Required work →
Using the material below, return exactly the lines between the one holding "let mut builder" and the one holding "pub fn app_id(&self)", inclusive, and no others.

[Data provided — start]

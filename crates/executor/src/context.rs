use std::collections::BTreeMap;
use std::sync::Arc;

use herald_core::TriggeringEvent;
use herald_messaging::{DynMessageService, ResourceLoader};
use serde::Serialize;

/// Output variables written by one activity invocation.
///
/// Later workflow steps read them as `<activityId>.outputs.<key>`.
#[derive(Debug, Clone, Default, PartialEq, Serialize)]
#[serde(transparent)]
pub struct OutputVariables(BTreeMap<String, serde_json::Value>);

impl OutputVariables {
    pub fn set(&mut self, key: impl Into<String>, value: impl Into<serde_json::Value>) {
        self.0.insert(key.into(), value.into());
    }

    pub fn get(&self, key: &str) -> Option<&serde_json::Value> {
        self.0.get(key)
    }

    pub fn is_empty(&self) -> bool {
        self.0.is_empty()
    }

    pub fn iter(&self) -> impl Iterator<Item = (&str, &serde_json::Value)> {
        self.0.iter().map(|(k, v)| (k.as_str(), v))
    }
}

/// Everything an activity needs at execution time, supplied by the engine.
pub struct ActivityContext {
    activity_id: String,
    event: Option<TriggeringEvent>,
    messages: Arc<dyn DynMessageService>,
    resources: Arc<dyn ResourceLoader>,
    outputs: OutputVariables,
}

impl ActivityContext {
    pub fn new(
        activity_id: impl Into<String>,
        messages: Arc<dyn DynMessageService>,
        resources: Arc<dyn ResourceLoader>,
    ) -> Self {
        Self {
            activity_id: activity_id.into(),
            event: None,
            messages,
            resources,
            outputs: OutputVariables::default(),
        }
    }

    /// Set the event that triggered the workflow.
    #[must_use]
    pub fn with_event(mut self, event: impl Into<TriggeringEvent>) -> Self {
        self.event = Some(event.into());
        self
    }

    pub fn activity_id(&self) -> &str {
        &self.activity_id
    }

    pub fn event(&self) -> Option<&TriggeringEvent> {
        self.event.as_ref()
    }

    pub fn messages(&self) -> &Arc<dyn DynMessageService> {
        &self.messages
    }

    pub fn resources(&self) -> &Arc<dyn ResourceLoader> {
        &self.resources
    }

    pub fn set_output_variable(&mut self, key: &str, value: impl Into<serde_json::Value>) {
        self.outputs.set(key, value);
    }

    pub fn output_variable(&self, key: &str) -> Option<&serde_json::Value> {
        self.outputs.get(key)
    }

    pub fn outputs(&self) -> &OutputVariables {
        &self.outputs
    }

    /// Fully qualified name of an output variable, as referenced from other
    /// workflow steps.
    pub fn qualified_name(&self, key: &str) -> String {
        format!("{}.outputs.{key}", self.activity_id)
    }
}

impl std::fmt::Debug for ActivityContext {
    fn fmt(&self, f: &mut std::fmt::Formatter<'_>) -> std::fmt::Result {
        f.debug_struct("ActivityContext")
            .field("activity_id", &self.activity_id)
            .field("event", &self.event)
            .field("messages", &self.messages.name())
            .field("outputs", &self.outputs)
            .finish_non_exhaustive()
    }
}
use crate::env::{LOG_FACADE_APP_ID_ENV, LOG_FACADE_ENVIRONMENT_ENV, LOG_FACADE_TIMESTAMPS_ENV};
use crate::error::ConfigError;
use crate::format::{CloudFormatter, Formatter, HumanFormatter};
use crate::sink::Channels;
use std::str::FromStr;
use std::sync::Arc;

/// Application id used when running locally without one configured.
pub const LOCAL_APP_ID: &str = "local";

/// Where the process runs, which decides how log lines are rendered.
#[derive(Debug, Clone, Copy, PartialEq, Eq, Default)]
pub enum EnvironmentMode {
    /// Developer machine: human-readable console lines.
    #[default]
    Local,
    /// Deployed: structured JSON for the cloud log collector.
    Cloud,
}

impl EnvironmentMode {
    pub fn is_local(&self) -> bool {
        matches!(self, EnvironmentMode::Local)
    }

    /// The rendering strategy for this mode.
    pub fn formatter(&self, include_time: bool) -> Arc<dyn Formatter> {
        match self {
            EnvironmentMode::Local => Arc::new(HumanFormatter),
            EnvironmentMode::Cloud => Arc::new(CloudFormatter::new(include_time)),
        }
    }
}

impl FromStr for EnvironmentMode {
    type Err = ConfigError;

    fn from_str(s: &str) -> Result<Self, Self::Err> {
        match s.trim().to_ascii_lowercase().as_str() {
            "local" | "dev" | "development" => Ok(EnvironmentMode::Local),
            "cloud" | "production" | "prod" => Ok(EnvironmentMode::Cloud),
            _ => Err(ConfigError::InvalidEnvironment(s.to_string())),
        }
    }
}

/// Shared logging configuration: the application id, the rendering strategy
/// and the two output channels.
///
/// Built once at process start and shared by every
/// [`Logger`](crate::logger::Logger) through an `Arc`.
#[derive(Clone)]
pub struct LogConfig {
    app_id: String,
    formatter: Arc<dyn Formatter>,
    channels: Channels,
}

impl LogConfig {
    pub fn builder() -> LogConfigBuilder {
        LogConfigBuilder::default()
    }

    /// Build from the process environment, with console channels.
    ///
    /// See [`crate::env`] for the variables read.
    pub fn from_env() -> Result<Self, ConfigError> {
        Self::from_lookup(|key| std::env::var(key).ok())
    }

    /// Same as [`LogConfig::from_env`] with a custom variable source.
    pub fn from_lookup<F>(lookup: F) -> Result<Self, ConfigError>
    where
        F: Fn(&str) -> Option<String>,
    {
        let mode = match lookup(LOG_FACADE_ENVIRONMENT_ENV) {
            Some(value) => value.parse()?,
            None => EnvironmentMode::default(),
        };
        let include_time = match lookup(LOG_FACADE_TIMESTAMPS_ENV) {
            Some(value) => parse_flag(LOG_FACADE_TIMESTAMPS_ENV, &value)?,
            None => true,
        };

        let mut builder = Self::builder().mode(mode).include_time(include_time);
        if let Some(app_id) = lookup(LOG_FACADE_APP_ID_ENV).filter(|id| !id.is_empty()) {
            builder = builder.app_id(app_id);
        }
        builder.build()
    }

    pub fn app_id(&self) -> &str {
        &self.app_id
    }

    pub fn mode(&self) -> EnvironmentMode {
        self.formatter.mode()
    }

    pub fn formatter(&self) -> &dyn Formatter {
        &*self.formatter
    }

    pub fn channels(&self) -> &Channels {
        &self.channels
    }
}

impl std::fmt::Debug for LogConfig {
    fn fmt(&self, f: &mut std::fmt::Formatter<'_>) -> std::fmt::Result {
        f.debug_struct("LogConfig")
            .field("app_id", &self.app_id)
            .field("mode", &self.mode())
            .field("channels", &self.channels)
            .finish()
    }
}

fn parse_flag(key: &'static str, value: &str) -> Result<bool, ConfigError> {
    match value.trim().to_ascii_lowercase().as_str() {
        "true" | "1" | "yes" | "on" => Ok(true),
        "false" | "0" | "no" | "off" => Ok(false),
        _ => Err(ConfigError::InvalidFlag {
            key,
            value: value.to_string(),
        }),
    }
}

/// Builder for [`LogConfig`].
///
/// **Defaults**
/// - mode: [`EnvironmentMode::Local`]
/// - `include_time`: `true` (cloud records carry a `time` field)
/// - channels: [`Channels::console`]
/// - app id: [`LOCAL_APP_ID`] in local mode, required in cloud mode
pub struct LogConfigBuilder {
    app_id: Option<String>,
    mode: EnvironmentMode,
    include_time: bool,
    formatter: Option<Arc<dyn Formatter>>,
    channels: Option<Channels>,
}

impl Default for LogConfigBuilder {
    fn default() -> Self {
        Self {
            app_id: None,
            mode: EnvironmentMode::default(),
            include_time: true,
            formatter: None,
            channels: None,
        }
    }
}

impl LogConfigBuilder {
    pub fn app_id(mut self, app_id: impl Into<String>) -> Self {
        self.app_id = Some(app_id.into());
        self
    }

    pub fn mode(mut self, mode: EnvironmentMode) -> Self {
        self.mode = mode;
        self
    }

    pub fn include_time(mut self, include_time: bool) -> Self {
        self.include_time = include_time;
        self
    }

    /// Use a custom rendering strategy instead of the one picked from the
    /// mode. The formatter's own [`Formatter::mode`] then decides whether an
    /// app id is required.
    pub fn formatter(mut self, formatter: Arc<dyn Formatter>) -> Self {
        self.formatter = Some(formatter);
        self
    }

    pub fn channels(mut self, channels: Channels) -> Self {
        self.channels = Some(channels);
        self
    }

    pub fn build(self) -> Result<LogConfig, ConfigError> {
        let formatter = self
            .formatter
            .unwrap_or_else(|| self.mode.formatter(self.include_time));

        let app_id = match (self.app_id, formatter.mode()) {
            (Some(app_id), _) => app_id,
            (None, EnvironmentMode::Local) => LOCAL_APP_ID.to_string(),
            (None, EnvironmentMode::Cloud) => return Err(ConfigError::MissingAppId),
        };

        let config = LogConfig {
            app_id,
            formatter,
            channels: self.channels.unwrap_or_default(),
        };
        tracing::debug!(app_id = %config.app_id, mode = ?config.mode(), "log facade configured");
        Ok(config)
    }
}
use crate::record::LogRecord;
use crate::sink::LogSink;
use std::sync::{Arc, Mutex, MutexGuard};

/// Keeps every record in memory.
///
/// Clones share the same buffer, so a test can hand one clone to
/// [`Channels`](crate::sink::Channels) and inspect another.
#[derive(Clone, Default)]
pub struct MemorySink {
    records: Arc<Mutex<Vec<LogRecord>>>,
}

impl MemorySink {
    pub fn new() -> Self {
        Self::default()
    }

    fn guard(&self) -> MutexGuard<'_, Vec<LogRecord>> {
        self.records.lock().unwrap_or_else(|poisoned| poisoned.into_inner())
    }

    pub fn records(&self) -> Vec<LogRecord> {
        self.guard().clone()
    }

    /// Rendered lines in emission order.
    pub fn lines(&self) -> Vec<String> {
        self.guard().iter().map(|r| r.line.clone()).collect()
    }

    pub fn len(&self) -> usize {
        self.guard().len()
    }

    pub fn is_empty(&self) -> bool {
        self.guard().is_empty()
    }

    pub fn clear(&self) {
        self.guard().clear();
    }
}

impl LogSink for MemorySink {
    fn emit(&self, record: &LogRecord) {
        self.guard().push(record.clone());
    }
}
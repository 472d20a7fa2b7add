pub mod level;
pub mod event;
pub mod location;
pub mod trace;
pub mod payload;
pub mod format;
pub mod request;
pub mod config;
pub mod error;
pub mod env;
pub mod logger;

pub mod record;
pub mod sink;
pub mod console;
pub mod memory_sink;
pub mod noop_sink;
pub mod tracing_sink;
pub mod buffered;
pub mod init;

pub use config::{EnvironmentMode, LogConfig};
pub use event::LogEventKind;
pub use level::LogSeverity;
pub use logger::Logger;
pub use payload::Fields;
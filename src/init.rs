use crate::config::EnvironmentMode;
use crate::env::{env_or, LOG_FACADE_FILTER_ENV};
use crate::error::InitError;
use std::fmt;
use tracing::field::{Field, Visit};
use tracing::{Event, Level, Subscriber};
use tracing_subscriber::fmt::format::{DefaultFields, Writer};
use tracing_subscriber::fmt::writer::{MakeWriter, MakeWriterExt};
use tracing_subscriber::fmt::{FmtContext, FormatEvent, FormatFields};
use tracing_subscriber::layer::SubscriberExt;
use tracing_subscriber::registry::LookupSpan;
use tracing_subscriber::{EnvFilter, Registry};

/// Filter used when [`LOG_FACADE_FILTER_ENV`] is not set.
pub const DEFAULT_FILTER: &str = "info";

/// Initialize the global `tracing` subscriber for records routed through
/// [`TracingSink`](crate::tracing_sink::TracingSink).
///
/// The filter directive is read from [`LOG_FACADE_FILTER_ENV`], defaulting
/// to [`DEFAULT_FILTER`].
pub fn init_tracing(mode: EnvironmentMode) -> Result<(), InitError> {
    init_tracing_with_filter(mode, &env_or(LOG_FACADE_FILTER_ENV, DEFAULT_FILTER))
}

/// Initialize the global `tracing` subscriber with an explicit
/// `EnvFilter` directive such as `"info,my_app=debug"`.
///
/// **Effects**
///
/// Installs a [`Registry`] with the filter and a `fmt` layer as the global
/// default. `ERROR` events go to stderr, everything else to stdout. In
/// [`EnvironmentMode::Cloud`] each event is printed as its bare message
/// (already a JSON record), with no time, level or field decoration.
pub fn init_tracing_with_filter(mode: EnvironmentMode, directive: &str) -> Result<(), InitError> {
    let filter = EnvFilter::try_new(directive)?;
    let writer = std::io::stderr
        .with_max_level(Level::ERROR)
        .or_else(std::io::stdout);

    // The two layer stacks have different types, so the subscriber is
    // assembled in each branch.
    match mode {
        EnvironmentMode::Local => {
            let fmt_layer = tracing_subscriber::fmt::layer()
                .with_target(false)
                .with_writer(writer);
            let subscriber = Registry::default().with(filter).with(fmt_layer);
            tracing::subscriber::set_global_default(subscriber)?;
        }
        EnvironmentMode::Cloud => {
            let subscriber = Registry::default().with(filter).with(bare_layer(writer));
            tracing::subscriber::set_global_default(subscriber)?;
        }
    }
    Ok(())
}

/// `fmt` layer that prints only each event's message.
pub fn bare_layer<S, W>(writer: W) -> tracing_subscriber::fmt::Layer<S, DefaultFields, BareLine, W>
where
    S: Subscriber + for<'span> LookupSpan<'span>,
    W: for<'w> MakeWriter<'w> + 'static,
{
    tracing_subscriber::fmt::layer()
        .event_format(BareLine)
        .with_writer(writer)
}

/// Event format that writes the message and a newline, nothing else.
#[derive(Debug, Clone, Copy, Default)]
pub struct BareLine;

impl<S, N> FormatEvent<S, N> for BareLine
where
    S: Subscriber + for<'span> LookupSpan<'span>,
    N: for<'w> FormatFields<'w> + 'static,
{
    fn format_event(
        &self,
        _ctx: &FmtContext<'_, S, N>,
        mut writer: Writer<'_>,
        event: &Event<'_>,
    ) -> fmt::Result {
        let mut message = None;
        event.record(&mut MessageVisitor { message: &mut message });
        writeln!(writer, "{}", message.unwrap_or_default())
    }
}

struct MessageVisitor<'a> {
    message: &'a mut Option<String>,
}

impl<'a> Visit for MessageVisitor<'a> {
    fn record_str(&mut self, field: &Field, value: &str) {
        if field.name() == "message" {
            *self.message = Some(value.to_string());
        }
    }

    fn record_debug(&mut self, field: &Field, value: &dyn fmt::Debug) {
        if field.name() == "message" {
            *self.message = Some(format!("{:?}", value));
        }
    }
}

#[cfg(test)]
mod tests {
    use super::*;
    use crate::level::LogSeverity;
    use crate::record::{Channel, LogRecord};
    use crate::sink::LogSink;
    use crate::tracing_sink::TracingSink;
    use chrono::Utc;
    use std::io;
    use std::sync::{Arc, Mutex};

    #[derive(Clone, Default)]
    struct SharedBuf(Arc<Mutex<Vec<u8>>>);

    impl SharedBuf {
        fn contents(&self) -> String {
            String::from_utf8(self.0.lock().unwrap().clone()).unwrap()
        }
    }

    impl io::Write for SharedBuf {
        fn write(&mut self, buf: &[u8]) -> io::Result<usize> {
            self.0.lock().unwrap().extend_from_slice(buf);
            Ok(buf.len())
        }

        fn flush(&mut self) -> io::Result<()> {
            Ok(())
        }
    }

    impl<'a> MakeWriter<'a> for SharedBuf {
        type Writer = SharedBuf;

        fn make_writer(&'a self) -> Self::Writer {
            self.clone()
        }
    }

    #[test]
    fn bare_layer_prints_records_verbatim() {
        let buf = SharedBuf::default();
        let subscriber = Registry::default().with(bare_layer(buf.clone()));

        let record = LogRecord {
            timestamp: Utc::now(),
            severity: LogSeverity::Warning,
            channel: Channel::Standard,
            logger: "app::jobs".into(),
            line: r#"{"message":"disk almost full","severity":"WARNING"}"#.to_string(),
        };
        tracing::subscriber::with_default(subscriber, || TracingSink.emit(&record));

        assert_eq!(buf.contents(), format!("{}\n", record.line));
    }

    #[test]
    fn invalid_filter_is_reported() {
        let err = init_tracing_with_filter(EnvironmentMode::Local, "app=notalevel").unwrap_err();
        assert!(matches!(err, InitError::Filter(_)));
    }
}
use std::sync::Arc;

use cloud_log_facade::trace::TraceContext;
use cloud_log_facade::{logger, LogConfig, Logger};

/// Request-scoped logger built the way middleware hands one to handlers.
pub fn request_logger(config: Arc<LogConfig>, trace_header: Option<&str>) -> Logger {
    let base = logger!(config);
    base.with_trace(Arc::new(TraceContext::from_cloud_trace_header(trace_header)))
}
use crate::record::LogRecord;
use crate::sink::LogSink;
use async_trait::async_trait;
use std::error::Error;
use std::sync::{
    atomic::{AtomicU64, Ordering},
    Arc,
};
use tokio::sync::mpsc;
use tokio::sync::mpsc::error::TrySendError;
use tokio::task::JoinHandle;
use tokio::time::{interval, Duration, MissedTickBehavior};

/// Asynchronous destination behind a [`BufferedSink`].
///
/// Implementations talk to whatever actually stores or forwards records.
/// They are driven from a background task, never from the logging thread.
#[async_trait]
pub trait LogWriter: Send + Sync {
    /// Write a single record.
    ///
    /// **Returns**
    /// - `Ok(())` if the record was accepted.
    /// - `Err(..)` if it was not. The record is counted as failed and
    ///   dropped; [`BufferedSink`] does not retry.
    async fn write(&self, record: &LogRecord) -> Result<(), Box<dyn Error + Send + Sync>>;

    /// Flush buffered output after each batch. Default implementation is a
    /// no-op.
    async fn flush(&self) -> Result<(), Box<dyn Error + Send + Sync>> {
        Ok(())
    }
}

/// Buffering parameters for [`BufferedSink`].
///
/// **Fields**
/// - `buffer`: records that may wait in the queue before new ones are
///   dropped.
/// - `batch_size`: records written per batch.
/// - `flush_interval`: longest time a partial batch waits before it is
///   written anyway.
#[derive(Clone, Debug)]
pub struct BufferConfig {
    pub buffer: usize,
    pub batch_size: usize,
    pub flush_interval: Duration,
}

impl Default for BufferConfig {
    fn default() -> Self {
        Self {
            buffer: 1024,
            batch_size: 128,
            flush_interval: Duration::from_secs(1),
        }
    }
}

/// Counters shared between a [`BufferedSink`] and its background task.
#[derive(Debug, Default)]
pub struct BufferStats {
    /// Accepted into the queue.
    pub enqueued: AtomicU64,
    /// Rejected because the queue was full or the writer task had stopped.
    pub dropped: AtomicU64,
    /// Accepted by the writer.
    pub written: AtomicU64,
    /// Rejected by the writer.
    pub failed: AtomicU64,
}

/// [`LogSink`] that hands records to an async [`LogWriter`] through a
/// bounded channel, so the logging thread never waits on I/O.
///
/// When the queue is full the record is dropped and counted. Dropping every
/// clone of the sink closes the queue; the background task then writes what
/// is left and exits.
#[derive(Clone)]
pub struct BufferedSink {
    sender: mpsc::Sender<LogRecord>,
    stats: Arc<BufferStats>,
}

impl BufferedSink {
    /// Create the sink and spawn the task that drains it into `writer`.
    ///
    /// Must be called from within a Tokio runtime. Minimal thresholds are
    /// enforced for all three [`BufferConfig`] values.
    pub fn new(writer: Arc<dyn LogWriter>, config: BufferConfig) -> (Self, JoinHandle<()>) {
        let buffer = config.buffer.max(16);
        let batch_size = config.batch_size.max(1);
        let flush_interval = config.flush_interval.max(Duration::from_millis(10));

        let (tx, mut rx) = mpsc::channel::<LogRecord>(buffer);
        let stats = Arc::new(BufferStats::default());
        let stats_bg = Arc::clone(&stats);

        let handle = tokio::spawn(async move {
            let mut batch = Vec::with_capacity(batch_size);
            let mut ticker = interval(flush_interval);
            ticker.set_missed_tick_behavior(MissedTickBehavior::Delay);

            loop {
                tokio::select! {
                    received = rx.recv() => match received {
                        Some(record) => {
                            batch.push(record);
                            if batch.len() >= batch_size {
                                write_batch(&*writer, &mut batch, &stats_bg).await;
                            }
                        }
                        None => {
                            write_batch(&*writer, &mut batch, &stats_bg).await;
                            break;
                        }
                    },
                    _ = ticker.tick() => {
                        if !batch.is_empty() {
                            write_batch(&*writer, &mut batch, &stats_bg).await;
                        }
                    }
                }
            }
        });

        (Self { sender: tx, stats }, handle)
    }

    pub fn stats(&self) -> &BufferStats {
        &self.stats
    }
}

async fn write_batch(writer: &dyn LogWriter, batch: &mut Vec<LogRecord>, stats: &BufferStats) {
    if batch.is_empty() {
        return;
    }

    for record in batch.drain(..) {
        match writer.write(&record).await {
            Ok(()) => {
                stats.written.fetch_add(1, Ordering::Relaxed);
            }
            Err(e) => {
                stats.failed.fetch_add(1, Ordering::Relaxed);
                eprintln!("log writer rejected record from {}: {}", record.channel_name(), e);
            }
        }
    }

    if let Err(e) = writer.flush().await {
        eprintln!("error flushing log writer: {}", e);
    }
}

impl LogSink for BufferedSink {
    fn emit(&self, record: &LogRecord) {
        match self.sender.try_send(record.clone()) {
            Ok(()) => {
                self.stats.enqueued.fetch_add(1, Ordering::Relaxed);
            }
            Err(TrySendError::Full(_)) => {
                self.stats.dropped.fetch_add(1, Ordering::Relaxed);
                eprintln!("log buffer full, dropping log record");
            }
            Err(TrySendError::Closed(_)) => {
                self.stats.dropped.fetch_add(1, Ordering::Relaxed);
                eprintln!("log writer task stopped, dropping log record");
            }
        }
    }
}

[Data provided — finish]

Task solution →
        let mut builder = Self::builder().mode(mode).include_time(include_time);
        if let Some(app_id) = lookup(LOG_FACADE_APP_ID_ENV).filter(|id| !id.is_empty()) {
            builder = builder.app_id(app_id);
        }
        builder.build()
    }

    pub fn app_id(&self) -> &str {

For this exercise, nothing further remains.